Religion is a category of social practices that people use to shape their lives and to deal with the ultimate concerns they have about their lives and the world. It includes beliefs and rituals, moral codes, and scriptures that have become a part of people’s lifelong experiences. It is also a group of cultural institutions that provide social support and that help to structure the world’s societies.

The word “religion” dates back to antiquity, and it is used to describe systems of belief and ritual practice that are characterized by their reliance on gods or spirits, or more humanistic or naturalistic forms of spirituality. It is also used to describe a particular set of religious beliefs and practices that are shared by a large number of people.

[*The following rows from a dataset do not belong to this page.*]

#[cfg(test)]
mod tests {
    use super::*;
    use mmdiag_core::{HexValue, MemoryMap, MemoryRegion};

    fn diagram(height: u64, regions: &[(&str, u64, u64)]) -> Diagram {
        let mut memory_regions = IndexMap::new();
        for (name, origin, size) in regions {
            memory_regions.insert(
                name.to_string(),
                MemoryRegion::new(HexValue(*origin), HexValue(*size)),
            );
        }
        let mut memory_maps = IndexMap::new();
        memory_maps.insert(
            "flash".to_string(),
            MemoryMap {
                map_height: height,
                map_width: 400,
                memory_regions,
            },
        );
        Diagram {
            diagram_name: "Memory Map".to_string(),
            diagram_height: height,
            diagram_width: 400,
            memory_maps,
        }
    }

    fn linked_diagram() -> Diagram {
        let mut d = diagram(0x3e8, &[("kernel", 0x10, 0x60)]);
        let mut dram_regions = IndexMap::new();
        let mut blob = MemoryRegion::new(HexValue(0x100), HexValue(0x60));
        blob.links.push(("flash".to_string(), "kernel".to_string()));
        dram_regions.insert("blob".to_string(), blob);
        d.memory_maps.insert(
            "dram".to_string(),
            MemoryMap {
                map_height: 0x3e8,
                map_width: 400,
                memory_regions: dram_regions,
            },
        );
        d
    }

    #[test]
    fn full_page_spans_every_map_column() {
        let d = linked_diagram();
        let artifacts = render_diagram(&d, &RenderOptions::default()).unwrap();
        assert_eq!(artifacts.full.width(), 2 * 400 + MAP_GUTTER);
        assert!(artifacts.full.height() >= 0x3e8);
    }

    #[test]
    fn map_width_sets_the_column_width() {
        let mut d = linked_diagram();
        d.memory_maps["flash"].map_width = 300;
        d.memory_maps["dram"].map_width = 500;
        d.diagram_width = 0;
        let artifacts = render_diagram(&d, &RenderOptions::default()).unwrap();
        assert_eq!(artifacts.full.width(), 300 + MAP_GUTTER + 500);
    }

    #[test]
    fn unset_map_width_falls_back_to_the_configured_default() {
        let mut d = diagram(0x3e8, &[("kernel", 0x10, 0x30)]);
        d.memory_maps["flash"].map_width = 0;
        d.diagram_width = 0;
        let options = RenderOptions {
            width: 320,
            ..RenderOptions::default()
        };
        let artifacts = render_diagram(&d, &options).unwrap();
        assert_eq!(artifacts.full.width(), 320);
    }

    #[test]
    fn declared_diagram_dimensions_set_the_page_minimum() {
        let mut d = diagram(0x100, &[("kernel", 0x10, 0x30)]);
        d.diagram_width = 1200;
        d.diagram_height = 0x300;
        let artifacts = render_diagram(&d, &RenderOptions::default()).unwrap();
        assert_eq!(artifacts.full.width(), 1200);
        assert!(artifacts.full.height() >= 0x300);
    }

    #[test]
    fn cropping_collapses_large_voids_only() {
        let d = diagram(0x3e8, &[("kernel", 0x10, 0x30), ("dtb", 0x300, 0x30)]);
        let options = RenderOptions {
            void_threshold: 0x80,
            ..RenderOptions::default()
        };
        let artifacts = render_diagram(&d, &options).unwrap();
        // Two gaps over the threshold (between the regions and above dtb)
        // collapse to 40 px placeholders each.
        assert!(artifacts.cropped.height() < artifacts.full.height());
        assert!(artifacts.cropped.height() >= 0x30 + 0x30 + 2 * VOID_BLOCK_PX);
    }

    #[test]
    fn cropping_keeps_everything_under_threshold() {
        let d = diagram(0x80, &[("a", 0x0, 0x40), ("b", 0x40, 0x40)]);
        let artifacts = render_diagram(&d, &RenderOptions::default()).unwrap();
        assert_eq!(artifacts.cropped.height(), artifacts.full.height());
    }

    #[test]
    fn rendering_twice_is_deterministic() {
        let d = diagram(0x3e8, &[("kernel", 0x10, 0x60), ("rootfs", 0x50, 0x50)]);
        let options = RenderOptions::default();
        let a = render_diagram(&d, &options).unwrap();
        let b = render_diagram(&d, &options).unwrap();
        assert_eq!(
            (a.full.width(), a.full.height()),
            (b.full.width(), b.full.height())
        );
        assert_eq!(a.annotations, b.annotations);
        assert_eq!(a.report, b.report);
    }

    #[test]
    fn report_carries_collision_and_free_space_rows() {
        let d = diagram(0x3e8, &[("kernel", 0x10, 0x60), ("rootfs", 0x50, 0x50)]);
        let artifacts = render_diagram(&d, &RenderOptions::default()).unwrap();

        assert!(artifacts.report.starts_with("# Memory Map\n"));
        assert!(artifacts.report.contains("| Name | Origin |"));
        assert!(artifacts.report.contains("kernel (flash)"));
        assert!(artifacts.report.contains("0x10 (16)"));
        // Negative free space keeps its minus sign and is colored.
        assert!(artifacts.report.contains("-0x20 (-32)"));
        // Collision cells drop the marker and name the boundary.
        assert!(artifacts.report.contains("rootfs @ 0x50"));
        assert!(!artifacts.report.contains("+None"));
        assert!(artifacts.report.contains("None"));
    }

    #[test]
    fn collision_free_region_reports_none_in_green() {
        let d = diagram(0x3e8, &[("kernel", 0x10, 0x30)]);
        let artifacts = render_diagram(&d, &RenderOptions::default()).unwrap();
        assert!(artifacts.report.contains("<span style='color:#008000'>None</span>"));
    }

    #[test]
    fn remain_cell_formats_both_signs() {
        assert_eq!(remain_cell(0x328), "0x328 (808)");
        assert_eq!(remain_cell(-0x20), "-0x20 (-32)");
        assert_eq!(remain_cell(0), "0x0 (0)");
    }

    #[test]
    fn draw_scale_column_reports_ratio() {
        let d = diagram(0x3e8, &[("kernel", 0x10, 0x30)]);
        let options = RenderOptions {
            draw_scale: 4,
            ..RenderOptions::default()
        };
        let rows = report_rows(&d, &layout_diagram(&d), &options);
        assert_eq!(rows[0][6], "4:1");
    }
}
//! Color parsing and the seeded region fill palette.

use crate::{Error, Result};
use rustc_hash::FxHasher;
use std::hash::{Hash, Hasher};
use tiny_skia::Color;

/// Parses a small CSS-ish color grammar: a few named colors plus
/// `#rgb[a]` / `#rrggbb[aa]` hex notation.
pub fn parse_color(text: &str) -> Result<Color> {
    let s = text.trim().to_ascii_lowercase();
    match s.as_str() {
        "transparent" => return Ok(Color::from_rgba8(0, 0, 0, 0)),
        "white" => return Ok(Color::from_rgba8(255, 255, 255, 255)),
        "black" => return Ok(Color::from_rgba8(0, 0, 0, 255)),
        "red" => return Ok(Color::from_rgba8(255, 0, 0, 255)),
        "green" => return Ok(Color::from_rgba8(0, 128, 0, 255)),
        "grey" | "gray" => return Ok(Color::from_rgba8(128, 128, 128, 255)),
        "lightgrey" | "lightgray" => return Ok(Color::from_rgba8(211, 211, 211, 255)),
        _ => {}
    }

    fn hex2(b: &[u8]) -> Option<u8> {
        let hi = (*b.first()? as char).to_digit(16)? as u8;
        let lo = (*b.get(1)? as char).to_digit(16)? as u8;
        Some((hi << 4) | lo)
    }
    fn hex1(c: u8) -> Option<u8> {
        let v = (c as char).to_digit(16)? as u8;
        Some((v << 4) | v)
    }

    let invalid = || Error::InvalidColor {
        value: text.to_string(),
    };
    let hex = s.strip_prefix('#').ok_or_else(invalid)?;
    let bytes = hex.as_bytes();
    let color = match bytes.len() {
        3 => Color::from_rgba8(
            hex1(bytes[0]).ok_or_else(invalid)?,
            hex1(bytes[1]).ok_or_else(invalid)?,
            hex1(bytes[2]).ok_or_else(invalid)?,
            255,
        ),
        4 => Color::from_rgba8(
            hex1(bytes[0]).ok_or_else(invalid)?,
            hex1(bytes[1]).ok_or_else(invalid)?,
            hex1(bytes[2]).ok_or_else(invalid)?,
            hex1(bytes[3]).ok_or_else(invalid)?,
        ),
        6 => Color::from_rgba8(
            hex2(&bytes[0..2]).ok_or_else(invalid)?,
            hex2(&bytes[2..4]).ok_or_else(invalid)?,
            hex2(&bytes[4..6]).ok_or_else(invalid)?,
            255,
        ),
        8 => Color::from_rgba8(
            hex2(&bytes[0..2]).ok_or_else(invalid)?,
            hex2(&bytes[2..4]).ok_or_else(invalid)?,
            hex2(&bytes[4..6]).ok_or_else(invalid)?,
            hex2(&bytes[6..8]).ok_or_else(invalid)?,
        ),
        _ => return Err(invalid()),
    };
    Ok(color)
}

/// Highest value any fill color band may take. Fills stay dark so the white
/// region labels composited on top remain legible.
const MAX_FILL_BAND: u64 = 0x44;

/// Deterministic muted fill color for a region, derived from the seed and the
/// region identifier. Same inputs always give the same color.
pub fn region_fill(seed: u64, name: &str) -> Color {
    let mut hasher = FxHasher::default();
    seed.hash(&mut hasher);
    name.hash(&mut hasher);
    let h = hasher.finish();

    let band = |shift: u32| ((h >> shift) & 0xff) % (MAX_FILL_BAND + 1);
    Color::from_rgba8(band(0) as u8, band(16) as u8, band(32) as u8, 255)
}

/// `#rrggbb` form of an opaque color, for the markdown report.
pub fn color_hex(color: Color) -> String {
    let c = color.to_color_u8();
    format!("#{:02x}{:02x}{:02x}", c.red(), c.green(), c.blue())
}

#[cfg(test)]
mod tests {
    use super::*;

    #[test]
    fn parses_named_and_hex_colors() {
        assert_eq!(parse_color("white").unwrap().to_color_u8().red(), 255);
        assert_eq!(parse_color("#ff0000").unwrap().to_color_u8().red(), 255);
        assert_eq!(parse_color("#0f0").unwrap().to_color_u8().green(), 255);
        assert_eq!(parse_color("#00000080").unwrap().to_color_u8().alpha(), 128);
        assert!(parse_color("not-a-color").is_err());
        assert!(parse_color("#12345").is_err());
    }

    #[test]
    fn region_fill_is_seed_stable_and_muted() {
        let a = region_fill(7, "kernel");
        let b = region_fill(7, "kernel");
        assert_eq!(a.to_color_u8(), b.to_color_u8());

        let c = a.to_color_u8();
        assert!(u64::from(c.red()) <= MAX_FILL_BAND);
        assert!(u64::from(c.green()) <= MAX_FILL_BAND);
        assert!(u64::from(c.blue()) <= MAX_FILL_BAND);
        assert_eq!(c.alpha(), 255);
    }

    #[test]
    fn region_fill_varies_with_seed_and_name() {
        let base = region_fill(0, "kernel").to_color_u8();
        assert_ne!(base, region_fill(1, "kernel").to_color_u8());
        assert_ne!(base, region_fill(0, "rootfs").to_color_u8());
    }

    #[test]
    fn color_hex_formats_bands() {
        assert_eq!(color_hex(Color::from_rgba8(0x12, 0x00, 0xff, 255)), "#1200ff");
    }
}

It is not clear whether this term was first applied to a specific religion, or to the religious practices that emerged from certain cultures. Nevertheless, the modern meaning of religion expanded with European colonialism. This was a semantic expansion that was often accompanied by a distortion of our understanding of the reality of religion.

Today, critics of the concept of religion abound. Some of these critics claim that the term is an invented category. They argue that it has been distorted through assumptions about what is a religion and by the social power that is associated with it. They also argue that the underlying concept is a racist and sexist one.

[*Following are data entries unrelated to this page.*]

#![forbid(unsafe_code)]

//! Memory-map diagram model + layout (headless).
//!
//! Design goals:
//! - fail-fast validation: the model is fully checked before layout or
//!   rendering runs
//! - pure layout: collisions and free space are returned as a separate
//!   annotation record, never written back into the model
//! - deterministic, testable outputs

pub mod error;
pub mod layout;
pub mod model;

pub use error::{Error, Result};
pub use layout::{MapAnnotations, RegionStats, layout_diagram, layout_map};
pub use model::{Diagram, HexValue, MemoryMap, MemoryRegion};
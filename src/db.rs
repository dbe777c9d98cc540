//! Database types and global state

use std::path::Path;
use std::sync::{Mutex, OnceLock};

use heed::types::{Bytes, SerdeJson, Str, U64};
use heed::{Database, Env, EnvOpenOptions, RoTxn};
use tracing::info;

use crate::config::Config;
use crate::constants::{DEFAULT_MAP_SIZE, MAX_DBS};
use crate::error::{err, DriveError, Result};
use crate::item::ItemRecord;

type BeU64 = U64<byteorder::BigEndian>;

/// All database handles
pub(crate) struct Dbs {
    /// item id -> record
    pub items: Database<BeU64, SerdeJson<ItemRecord>>,
    /// [item_type][slug] -> item id
    pub slugs: Database<Bytes, BeU64>,
    /// [owner][item id] -> item id
    pub owners: Database<Bytes, BeU64>,
    /// [item id][name] -> value
    pub item_meta: Database<Bytes, Str>,
    /// user id -> capability mask
    pub caps: Database<BeU64, BeU64>,
    /// store counters
    pub meta: Database<Str, Str>,
}

// Global state
static ENV: OnceLock<Env> = OnceLock::new();
static DBS: OnceLock<Dbs> = OnceLock::new();
static TEST_LOCK: Mutex<()> = Mutex::new(());
static INIT_PATH: OnceLock<String> = OnceLock::new();

#[inline]
pub(crate) fn dbs() -> Result<&'static Dbs> {
    DBS.get().ok_or(DriveError::NotInitialized)
}

#[inline]
pub(crate) fn env() -> Result<&'static Env> {
    ENV.get().ok_or(DriveError::NotInitialized)
}

/// Whether `init` has opened the store
pub fn is_initialized() -> bool {
    ENV.get().is_some()
}

/// Execute a read-only operation
#[inline]
pub(crate) fn read<T, F: FnOnce(&Dbs, &RoTxn) -> Result<T>>(f: F) -> Result<T> {
    f(dbs()?, &env()?.read_txn().map_err(err)?)
}

/// Initialize the store at `path` with the default map size
pub fn init(path: &str) -> Result<()> {
    open(path, DEFAULT_MAP_SIZE)
}

/// Initialize the store described by a config
pub fn init_with(config: &Config) -> Result<()> {
    let path = config.db_path.to_str().ok_or_else(|| {
        DriveError::Config(format!("db_path is not valid UTF-8: {}", config.db_path.display()))
    })?;
    open(path, config.map_size)
}

fn open(path: &str, map_size: usize) -> Result<()> {
    if let Some(p) = INIT_PATH.get() {
        return if p == path {
            Ok(())
        } else {
            Err(DriveError::AlreadyInitialized(p.clone()))
        };
    }
    std::fs::create_dir_all(path).map_err(err)?;
    // SAFETY: LMDB requires no other processes access this path concurrently during open.
    let e = unsafe {
        EnvOpenOptions::new()
            .map_size(map_size)
            .max_dbs(MAX_DBS)
            .open(Path::new(path))
            .map_err(err)?
    };
    let mut tx = e.write_txn().map_err(err)?;
    let d = Dbs {
        items: e.create_database(&mut tx, Some("items")).map_err(err)?,
        slugs: e.create_database(&mut tx, Some("slugs")).map_err(err)?,
        owners: e.create_database(&mut tx, Some("owners")).map_err(err)?,
        item_meta: e.create_database(&mut tx, Some("item_meta")).map_err(err)?,
        caps: e.create_database(&mut tx, Some("caps")).map_err(err)?,
        meta: e.create_database(&mut tx, Some("meta")).map_err(err)?,
    };
    tx.commit().map_err(err)?;
    let _ = (ENV.set(e), DBS.set(d), INIT_PATH.set(path.to_string()));
    info!(path, map_size, "store opened");
    Ok(())
}

/// Clear all databases (for testing)
pub fn clear_all() -> Result<()> {
    crate::tx::transact(|tx| {
        let d = tx.dbs();
        d.items.clear(tx.tx()).map_err(err)?;
        d.slugs.clear(tx.tx()).map_err(err)?;
        d.owners.clear(tx.tx()).map_err(err)?;
        d.item_meta.clear(tx.tx()).map_err(err)?;
        d.caps.clear(tx.tx()).map_err(err)?;
        d.meta.clear(tx.tx()).map_err(err)
    })
}

/// Get the test lock (for single-threaded tests)
pub fn test_lock() -> std::sync::MutexGuard<'static, ()> {
    TEST_LOCK.lock().unwrap_or_else(|p| p.into_inner())
}

#[cfg(test)]
mod tests {
    use super::*;

    #[cfg(unix)]
    #[test]
    fn test_init_with_rejects_non_utf8_path() {
        use std::ffi::OsStr;
        use std::os::unix::ffi::OsStrExt;

        let config = Config {
            db_path: OsStr::from_bytes(b"/tmp/drive\xff").into(),
            ..Config::default()
        };
        assert!(matches!(init_with(&config), Err(DriveError::Config(_))));
    }
}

This criticism is important, and it may be useful to understand it. However, it is important to distinguish between this criticism and the more general idea that the term has been distorted.

For example, Edward Tylor’s monothetic definition of religion is based on a single criterion: a form of life must include belief in spiritual beings to be a religion. It is a functional criterion that differentiates religion from non-religion.

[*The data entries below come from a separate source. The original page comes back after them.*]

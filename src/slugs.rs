//! Slug derivation

const MAX_SLUG_LEN: usize = 200;

/// Slug for a title, `""` when the title has nothing sluggable in it
pub fn slugify(title: &str) -> String {
    let mut s = ::slug::slugify(title);
    if s.len() > MAX_SLUG_LEN {
        s.truncate(MAX_SLUG_LEN);
        while s.ends_with('-') {
            s.pop();
        }
    }
    s
}

/// Candidate slugs in the order they are tried: `base`, `base-2`, `base-3`, ...
pub(crate) fn candidates(base: &str, max_suffix: u32) -> impl Iterator<Item = String> + '_ {
    std::iter::once(base.to_string()).chain((2..=max_suffix).map(move |n| format!("{}-{}", base, n)))
}

#[cfg(test)]
mod tests {
    use super::*;

    #[test]
    fn test_slugify_file_names() {
        assert_eq!(slugify("readme.txt"), "readme-txt");
        assert_eq!(slugify("screenshot-1.png"), "screenshot-1-png");
        assert_eq!(slugify("My Holiday Photo.JPG"), "my-holiday-photo-jpg");
        assert_eq!(slugify("..."), "");
    }

    #[test]
    fn test_slugify_caps_length() {
        let s = slugify(&"a".repeat(500));
        assert_eq!(s.len(), MAX_SLUG_LEN);
    }

    #[test]
    fn test_candidates() {
        let c: Vec<_> = candidates("doc", 4).collect();
        assert_eq!(c, vec!["doc", "doc-2", "doc-3", "doc-4"]);
    }
}
//! Visibility policy: maps a requested scope and viewer context to the
//! owner/privacy restriction a query must honour.
//!
//! | scope    | admin                  | owner of profile       | anyone else                    |
//! |----------|------------------------|------------------------|--------------------------------|
//! | `admin`  | all                    | all                    | all (trusted callers only)     |
//! | `files`  | owned by profile       | owned by profile       | public and owned by profile    |
//! | `public` | public, any owner      | public, any owner      | public, any owner              |
//! | none     | all                    | all                    | all                            |
//!
//! `admin` and none are unrestricted here; callers facing untrusted viewers
//! gate them with [`crate::query::authorize`].

use std::fmt;
use std::str::FromStr;

use serde::{Deserialize, Serialize};

use crate::context::ViewerContext;
use crate::error::DriveError;
use crate::item::{Item, Privacy, UserId};

/// Named visibility rule requested by a caller. Serialized as its keyword;
/// deserialization goes through [`FromStr`].
#[derive(Debug, Clone, Copy, PartialEq, Eq, Hash, Default, Serialize, Deserialize)]
#[serde(try_from = "String", into = "String")]
pub enum Scope {
    /// Back-office listing: no owner or privacy filtering
    Admin,
    /// Profile listing of the displayed user
    Files,
    /// Public items of every user
    Public,
    #[default]
    None,
}

impl Scope {
    pub const fn as_str(self) -> &'static str {
        match self {
            Scope::Admin => "admin",
            Scope::Files => "files",
            Scope::Public => "public",
            Scope::None => "",
        }
    }
}

impl FromStr for Scope {
    type Err = DriveError;

    fn from_str(s: &str) -> Result<Self, Self::Err> {
        match s.trim() {
            "admin" => Ok(Scope::Admin),
            "files" => Ok(Scope::Files),
            "public" => Ok(Scope::Public),
            "" | "none" => Ok(Scope::None),
            other => Err(DriveError::UnknownScope(other.to_string())),
        }
    }
}

impl TryFrom<String> for Scope {
    type Error = DriveError;

    fn try_from(s: String) -> Result<Self, Self::Error> {
        s.parse()
    }
}

impl From<Scope> for String {
    fn from(scope: Scope) -> Self {
        scope.as_str().to_string()
    }
}

impl fmt::Display for Scope {
    fn fmt(&self, f: &mut fmt::Formatter<'_>) -> fmt::Result {
        f.write_str(self.as_str())
    }
}

/// Concrete restriction produced by the policy
#[derive(Debug, Clone, Copy, PartialEq, Eq, Serialize, Deserialize)]
#[serde(rename_all = "snake_case", tag = "kind", content = "owner")]
pub enum Visibility {
    All,
    OwnedBy(UserId),
    PublicOwnedBy(UserId),
    Public,
    Nothing,
}

impl Visibility {
    /// Owner filter, if any
    pub fn author(&self) -> Option<UserId> {
        match *self {
            Visibility::OwnedBy(u) | Visibility::PublicOwnedBy(u) => Some(u),
            _ => None,
        }
    }

    /// Privacy filter, if any
    pub fn privacy(&self) -> Option<Privacy> {
        match self {
            Visibility::PublicOwnedBy(_) | Visibility::Public => Some(Privacy::Public),
            _ => None,
        }
    }

    pub fn permits(&self, item: &Item) -> bool {
        match *self {
            Visibility::All => true,
            Visibility::OwnedBy(u) => item.owner == u,
            Visibility::PublicOwnedBy(u) => item.owner == u && item.is_public(),
            Visibility::Public => item.is_public(),
            Visibility::Nothing => false,
        }
    }
}

/// Decide what `ctx` may see under `scope`
pub fn resolve(scope: Scope, ctx: &ViewerContext) -> Visibility {
    match scope {
        Scope::Admin | Scope::None => Visibility::All,
        Scope::Public => Visibility::Public,
        Scope::Files => match ctx.profile() {
            None => Visibility::Nothing,
            Some(p) if ctx.is_admin || ctx.is_own_profile() => Visibility::OwnedBy(p),
            Some(p) => Visibility::PublicOwnedBy(p),
        },
    }
}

Other monothetic definitions are more complex, and they focus on a set of properties that a social form must have to be a religion. Paul Tillich’s definition of religion is a similar monothetic approach.

Some scholars have pointed out that monothetic approaches produce relatively clear lines of demarcation between religion and non-religion, while polythetic definitions recognize many more properties that are commonly found in social forms. These are the kinds of approaches that can make the concept of religion more flexible and useful for comparing different forms of life, but they might not be so appropriate for a history of religions.

The discipline of history of religions must therefore be concerned not only with examining the concrete and historical aspects of religion but with exploring its conceptual dimensions. This requires that historians employ a conceptual framework that is constantly being refined in the light of new and varied historical materials. In doing so, they need to develop conceptual categories that are open to further revision in the course of comparative studies and which can be interpreted as analogical rather than univocal.